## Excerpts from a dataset
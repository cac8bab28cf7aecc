use crate::logging::{LogEvent, LogFields, LogLevel};
use serde_json::json;
use std::time::Duration;

/// Counters accumulated across a studio session.
#[derive(Debug, Default, Clone)]
pub struct StudioMetrics {
    commands: u64,
    ignored: u64,
    fits: u64,
    frames: u64,
    utterances: u64,
}

impl StudioMetrics {
    pub fn new() -> Self {
        Self::default()
    }

    pub fn record_command(&mut self) {
        self.commands = self.commands.saturating_add(1);
    }

    pub fn record_ignored(&mut self) {
        self.ignored = self.ignored.saturating_add(1);
    }

    pub fn record_fit(&mut self) {
        self.fits = self.fits.saturating_add(1);
    }

    pub fn record_frame(&mut self) {
        self.frames = self.frames.saturating_add(1);
    }

    pub fn record_utterance(&mut self) {
        self.utterances = self.utterances.saturating_add(1);
    }

    pub fn snapshot(&self, uptime: Duration) -> MetricSnapshot {
        MetricSnapshot {
            uptime_ms: uptime.as_millis() as u64,
            commands: self.commands,
            ignored: self.ignored,
            fits: self.fits,
            frames: self.frames,
            utterances: self.utterances,
        }
    }
}

/// Point-in-time copy of the counters, ready to log.
#[derive(Debug, Clone)]
pub struct MetricSnapshot {
    pub uptime_ms: u64,
    pub commands: u64,
    pub ignored: u64,
    pub fits: u64,
    pub frames: u64,
    pub utterances: u64,
}

impl MetricSnapshot {
    pub fn to_log_event(&self, target: &str) -> LogEvent {
        let mut fields = LogFields::new();
        fields.insert("uptime_ms".to_string(), json!(self.uptime_ms));
        fields.insert("commands".to_string(), json!(self.commands));
        fields.insert("ignored".to_string(), json!(self.ignored));
        fields.insert("fits".to_string(), json!(self.fits));
        fields.insert("frames".to_string(), json!(self.frames));
        fields.insert("utterances".to_string(), json!(self.utterances));
        LogEvent::with_fields(LogLevel::Info, target, "studio_metrics", fields)
    }
}

#[cfg(test)]
mod tests {
    use super::*;

    #[test]
    fn snapshot_copies_all_counters() {
        let mut metrics = StudioMetrics::new();
        metrics.record_command();
        metrics.record_command();
        metrics.record_ignored();
        metrics.record_fit();
        metrics.record_frame();
        metrics.record_utterance();

        let snapshot = metrics.snapshot(Duration::from_millis(1500));
        assert_eq!(snapshot.uptime_ms, 1500);
        assert_eq!(snapshot.commands, 2);
        assert_eq!(snapshot.ignored, 1);
        assert_eq!(snapshot.fits, 1);
        assert_eq!(snapshot.frames, 1);
        assert_eq!(snapshot.utterances, 1);

        let event = snapshot.to_log_event("studio::metrics");
        assert_eq!(event.message, "studio_metrics");
        assert_eq!(event.fields.get("commands"), Some(&serde_json::json!(2)));
    }
}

## WHAT NEEDS TO BE DONE
Only the lines from the one containing "use super::*;" through the end of the data above are wanted, both ends included; restate them word for word.

## ANSWER BOX
    use super::*;

    #[test]
    fn snapshot_copies_all_counters() {
        let mut metrics = StudioMetrics::new();
        metrics.record_command();
        metrics.record_command();
        metrics.record_ignored();
        metrics.record_fit();
        metrics.record_frame();
        metrics.record_utterance();

        let snapshot = metrics.snapshot(Duration::from_millis(1500));
        assert_eq!(snapshot.uptime_ms, 1500);
        assert_eq!(snapshot.commands, 2);
        assert_eq!(snapshot.ignored, 1);
        assert_eq!(snapshot.fits, 1);
        assert_eq!(snapshot.frames, 1);
        assert_eq!(snapshot.utterances, 1);

        let event = snapshot.to_log_event("studio::metrics");
        assert_eq!(event.message, "studio_metrics");
        assert_eq!(event.fields.get("commands"), Some(&serde_json::json!(2)));
    }
}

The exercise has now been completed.